2009年2月21日土曜日

時間外勤務手当の請求

今回は、残業代請求に関する判例を紹介します(つづき)。 

三 当事者の主張
(原告らの主張)
1(一)被告の給与規定及び労基法によれば、時間外及び休日手当の基礎となる時間給(但し割増前のもの)は、原告平については、(年令給+資格給+地域手当+職務手当〔主任手当〕+住宅手当+業績手当)÷一四八時間であり(給与合計額を月間の労働時間で除した金額)、原告薄及び同小峰については、(年令給+勤続手当+地域手当+歩合給)÷一四八時間である。なお、月間の労働時間については、三級以下給与規定一九条五項、四級以上給与規定二二条六項により一四八時間と規定されている。
(二)各原告は、別紙賃金一覧表一1ないし3の「年月日」欄の記載日に「勤務内容」欄記載のとおり(原告小峰について土曜展覧会とあるのは土曜休日展覧会のことである)、時間外及び休日労働に従事した。同表の「時間外時間」欄の「原告計算」欄における「所内」欄記載の時間数は、就業規則で定める所定労働時間を超えて法定労働時間以内の労働(本件では原則として六時間四五分を超えて八時間以下)又は就業規則等で定める休日で法定休日以外の日の労働(以下、これらを法内残業という)における時間数であり、「所外」欄記載の時間数は、法定労働時間を超える労働(本件では原則として八時間を超えた場合)又は法定休日における労働(以下、これらを法外残業という)における時間数である。そして、各原告の法内残業の賃金額は、同表「原告請求」欄の「給与」欄のうち「給計」欄記載の金額を、前項記載の一四八時間で除した金額である「時給」欄記載の金額に、「時間外時間」欄の「原告計算」欄における「所内」欄記載の時間数を乗じた金額、すなわち「原告請求」欄の「請求額」欄のうち「所内」欄記載のとおりの金額(以下、法内賃金ともいう)である。また、各原告の法外残業の割増賃金(残業代)は、争いのない事実4記載のとおり時間給の三割増の割増賃金(残業代)が支払われるべきものであるから、「時給」欄に一・三を乗じ、さらに「時間外時間」欄の「原告計算」欄における「所外」欄記載の時間数を乗じた金額、すなわち、「原告請求」欄の「請求額」欄のうち「割増」欄記載のとおりの金額(以下、法外賃金ともいう)である。法内賃金及び法外賃金の合計額は「原告請求」欄の「請求額」欄のうち「計」欄記載のとおりであり、その総合計は、原告平が二六万一〇九五円、同薄が六万二〇二八円、同小峰が一五万九八二五円である(なお、原告薄及び同小峰については第一次的な計算方法に基づく請求額)。
2 原告薄及び同小峰は、時間外及び休日手当について、右1に基づく計算方法が認められない場合には、次の計算方法に基づきこれを主張する。
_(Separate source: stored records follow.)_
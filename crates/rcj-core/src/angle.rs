use std::f64::consts::PI;

use serde::{Deserialize, Serialize};
use typeshare::typeshare;

use crate::Vector2;

/// Maps `value` into the half-open range `[lo, hi)` by shifting it by whole
/// multiples of `hi - lo`.
///
/// Works for any unit, so `normalize(a, -PI, PI)` and `normalize(d, -180.0, 180.0)`
/// are both valid. Values already inside the range are returned untouched, which
/// makes the function exactly idempotent.
pub fn normalize(value: f64, lo: f64, hi: f64) -> f64 {
    debug_assert!(lo < hi, "normalize called with an empty range");
    if (lo..hi).contains(&value) || !value.is_finite() {
        return value;
    }
    let span = hi - lo;
    let mut wrapped = lo + (value - lo).rem_euclid(span);
    // rem_euclid may round up to exactly `span` for tiny negative offsets
    if wrapped >= hi {
        wrapped -= span;
    }
    if wrapped < lo {
        wrapped = lo;
    }
    wrapped
}

/// Bearing from point 1 to point 2, `atan2(y2 - y1, x2 - x1)`, in radians.
pub fn angle_between_points(x1: f64, y1: f64, x2: f64, y2: f64) -> f64 {
    (y2 - y1).atan2(x2 - x1)
}

/// Degrees to radians.
pub fn d2r(degrees: f64) -> f64 {
    degrees.to_radians()
}

/// Radians to degrees.
pub fn r2d(radians: f64) -> f64 {
    radians.to_degrees()
}

/// An angle in radians, always in (-pi, pi]. This type supports safe arithmetic
/// operations:
///
/// ```ignore
/// # use rcj_core::Angle;
/// let a = Angle::from_degrees(90.0);
/// let b = Angle::from_degrees(45.0);
/// let c = a + b;
/// assert_eq!(c.degrees(), 135.0);
/// ```
#[derive(Debug, Clone, Copy, PartialOrd, Serialize, Deserialize)]
#[typeshare(serialized_as = "f64")]
pub struct Angle(f64);

impl Angle {
    pub const PI: Angle = Angle(PI);
    pub const PI_2: Angle = Angle(PI / 2.0);

    /// Create a new angle from radians.
    pub fn from_radians(radians: f64) -> Self {
        Angle(wrap_angle(radians))
    }

    /// Create a new angle from degrees.
    pub fn from_degrees(degrees: f64) -> Self {
        Self::from_radians(degrees.to_radians())
    }

    /// Heading from the two horizontal compass components.
    ///
    /// A quarter turn is added so that heading zero faces the opponent goal.
    pub fn from_compass(c0: f64, c1: f64) -> Self {
        Self::from_radians(c0.atan2(c1) + PI / 2.0)
    }

    /// Compute the smallest signed counter-clockwise angle from point a to point b.
    pub fn between_points(a: Vector2, b: Vector2) -> Self {
        Self::from_radians(angle_between_points(a.x, a.y, b.x, b.y))
    }

    /// Get the angle in radians.
    pub fn radians(&self) -> f64 {
        self.0
    }

    /// Get the angle in degrees.
    pub fn degrees(&self) -> f64 {
        self.0.to_degrees()
    }

    /// Rotate a vector by this angle.
    pub fn rotate_vector(&self, v: &Vector2) -> Vector2 {
        let rot = nalgebra::Rotation2::new(self.0);
        rot * v
    }

    /// Get the absolute value of the angle
    pub fn abs(&self) -> f64 {
        self.0.abs()
    }
}

impl std::ops::Add for Angle {
    type Output = Self;

    fn add(self, other: Self) -> Self {
        Angle::from_radians(self.0 + other.0)
    }
}

impl std::ops::Sub for Angle {
    type Output = Self;

    fn sub(self, other: Self) -> Self {
        Angle::from_radians(self.0 - other.0)
    }
}

impl std::ops::Neg for Angle {
    type Output = Self;

    fn neg(self) -> Self {
        Angle::from_radians(-self.0)
    }
}

impl std::fmt::Display for Angle {
    fn fmt(&self, f: &mut std::fmt::Formatter) -> std::fmt::Result {
        write!(f, "{} rad", self.0)
    }
}

impl Default for Angle {
    fn default() -> Self {
        Self::from_radians(0.0)
    }
}

impl PartialEq for Angle {
    fn eq(&self, other: &Self) -> bool {
        let diff: f64 = (self.radians() - other.radians()).abs();
        const TOLERANCE: f64 = 1e-5; // about sqrt of f32 precision
        !(TOLERANCE..=(2.0 * PI - TOLERANCE)).contains(&diff)
    }
}

fn wrap_angle(angle: f64) -> f64 {
    let mut angle = angle % (2.0 * PI);
    if angle <= -PI {
        angle += 2.0 * PI;
    } else if angle > PI {
        angle -= 2.0 * PI;
    }
    angle
}

#[cfg(test)]
mod tests {
    use approx::assert_relative_eq;

    use super::*;

    #[test]
    fn test_wrap_angle() {
        assert_eq!(wrap_angle(0.0), 0.0);
        assert_eq!(wrap_angle(PI), PI);
        assert_eq!(wrap_angle(-PI), PI);
        assert_relative_eq!(wrap_angle(PI / 2.0 + 2.0 * PI), PI / 2.0, epsilon = 1e-12);
    }

    #[test]
    fn normalize_is_idempotent() {
        let mut a = -25.0;
        while a < 25.0 {
            let once = normalize(a, -PI, PI);
            assert!((-PI..PI).contains(&once), "{a} -> {once}");
            assert_eq!(normalize(once, -PI, PI), once);
            a += 0.37;
        }
    }

    #[test]
    fn normalize_degrees() {
        assert_relative_eq!(normalize(190.0, -180.0, 180.0), -170.0);
        assert_relative_eq!(normalize(-190.0, -180.0, 180.0), 170.0);
        assert_relative_eq!(normalize(540.0, -180.0, 180.0), -180.0);
        assert_eq!(normalize(45.0, -180.0, 180.0), 45.0);
        assert_relative_eq!(normalize(-30.0, 0.0, 360.0), 330.0);
    }

    #[test]
    fn normalize_upper_bound_is_exclusive() {
        assert_relative_eq!(normalize(PI, -PI, PI), -PI);
        assert_relative_eq!(normalize(180.0, -180.0, 180.0), -180.0);
    }

    #[test]
    fn between_points() {
        assert_relative_eq!(angle_between_points(0.0, 0.0, 1.0, 1.0), PI / 4.0);
        assert_relative_eq!(angle_between_points(1.0, 1.0, 0.0, 0.0), -3.0 * PI / 4.0);
        let angle = Angle::between_points(Vector2::new(0.0, 0.0), Vector2::new(0.0, -2.0));
        assert_relative_eq!(angle.degrees(), -90.0, epsilon = 1e-9);
    }

    #[test]
    fn degree_conversions() {
        assert_relative_eq!(d2r(180.0), PI);
        assert_relative_eq!(r2d(PI / 2.0), 90.0);
        assert_relative_eq!(r2d(d2r(37.5)), 37.5, epsilon = 1e-12);
    }

    #[test]
    fn compass_heading() {
        // North straight ahead on the second axis -> facing the opponent goal
        assert_relative_eq!(Angle::from_compass(-1.0, 0.0).radians(), 0.0, epsilon = 1e-12);
        assert_relative_eq!(Angle::from_compass(0.0, 1.0).radians(), PI / 2.0, epsilon = 1e-12);
        assert_relative_eq!(Angle::from_compass(1.0, 0.0).radians(), PI, epsilon = 1e-12);
    }

    #[test]
    fn test_angle_sub() {
        let a = Angle::from_degrees(180.0);
        let b = Angle::from_degrees(-179.0);
        assert_relative_eq!((a - b).degrees(), -1.0, epsilon = 1e-5);
    }

    #[test]
    fn test_angle_rotate() {
        let a = Angle::from_degrees(90.0);
        let r = a.rotate_vector(&Vector2::new(1.0, 0.0));
        assert_relative_eq!(r.x, 0.0, epsilon = 1e-12);
        assert_relative_eq!(r.y, 1.0, epsilon = 1e-12);
    }

    #[test]
    fn test_angle_eq_wraps() {
        assert_eq!(Angle::from_degrees(180.0), Angle::from_degrees(-180.0));
        assert_ne!(Angle::from_degrees(10.0), Angle::from_degrees(-10.0));
    }
}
すなわち、前項では月間労働時間を三級以下給与規定により一四八時間として計算したが、これが認められないとすると、労働基準法施行規則(以下、労基法施行規則という)一九条一項六号により、時間外及び休日手当を請求する当該各月の総労働時間数を算出し、これを基礎として計算した金額を二次的に請求する。具体的には、原告薄及び同小峰の時間外及び休日手当を請求する当該各月の総労働時間は、別紙総実労働時間認否書の「原告計算」欄記載のとおりであり、これに基づき計算すると、原告薄及び同小峰の法内賃金は、別紙賃金一覧表二1及び2「原告計算」欄の「給与」欄のうち「給計」欄記載の金額(歩合給を含む四項目の合計)を当該月の総労働時間数で除した金額である「時給」欄記載の金額に、「時間外時間」欄の「原告計算」欄における「所内」欄記載の時間数を乗じた金額、すなわち「原告請求」欄の「請求額」欄のうち「所内」欄記載のとおりの金額であり、法外賃金は、「時給」欄に一・三を乗じ、さらに「時間外時間」欄の「原告計算」欄における「所外」欄記載の時間数を乗じた金額、すなわち「原告請求」欄の「請求額」欄のうち「割増」欄記載のとおりの金額である。法内賃金及び法外賃金の合計額は「原告請求」欄の「請求額」欄のうち「計」欄記載のとおりであり、その総合計は、原告薄が四万一四六〇円、同小峰が一五万七七〇三円である(原告薄及び同小峰についての第二次的な計算方法に基づく請求額)。
3 争点1について
(一)四級以上給与規定一条によれば、「特に定める場合」を除き、同規定二二条に定める時間外及び休日手当に関する規定が適用されることになっているが、別に何ら特別の定めはないから、原告平には右規定が適用され、前述の時間外及び休日手当の支給がなされるべきである。
(二)被告は、原告平が労基法四一条二号の管理監督者に該当する旨の主張をするが、原告平は販売主任であって規定上も「指導職」であり「管理監督職」とは異なること、東京南支店における売上集計等は事務作業であり、原告平以外に吉田及び佐藤課長も行っていたこと、同支店におけるタイムカードの管理については新入社員について一時期押印していた以外には行っていないこと、支店長会議への出席は単なる営業会議への出席に過ぎないこと、給与も支店長に比較して少ないこと等から、管理監督者に該当しないことは明らかである。
4 争点2について
(一)プロモーター社員に関する就業規則三二条二項但書の「事業所外勤務のため、前項の終業時刻を超えた場合、通常の労働時間勤務したものとみなす」との規定は、展覧会での販売については、労基法三八条の二の「労働時間を算定し難いとき」との要件に該当せず、無効であるから、前述のとおり、時間外手当(残業代)を請求できる。
(二)展覧会での販売業務は、被告の指揮監督のもと、顧客との対応、契約の締結、その結果の整理、鑑賞券の通行人への配付等が行われており、開催時間も決まっていること、支店長等の現場責任者が展覧会場へ赴いているうえ、グループ(展覧会場で勤務している従業員相互)により労働時間も管理されていること、展覧会中のほとんどの時間が実作業時間であり、その間の時間は手待時間であることから、労基法三八条の二の「労働時間を算定し難いとき」には該当しない。
(三)展覧会での販売業務への参加が強制されていないとの被告の主張は、労基法三八条の二の要件とは直接には関係しない。また、そもそも展覧会での販売業務は被告の積極的な参加の呼びかけによってプロモーター社員が参加して販売活動に従事しており、自発的な自由参加であるということは全くない。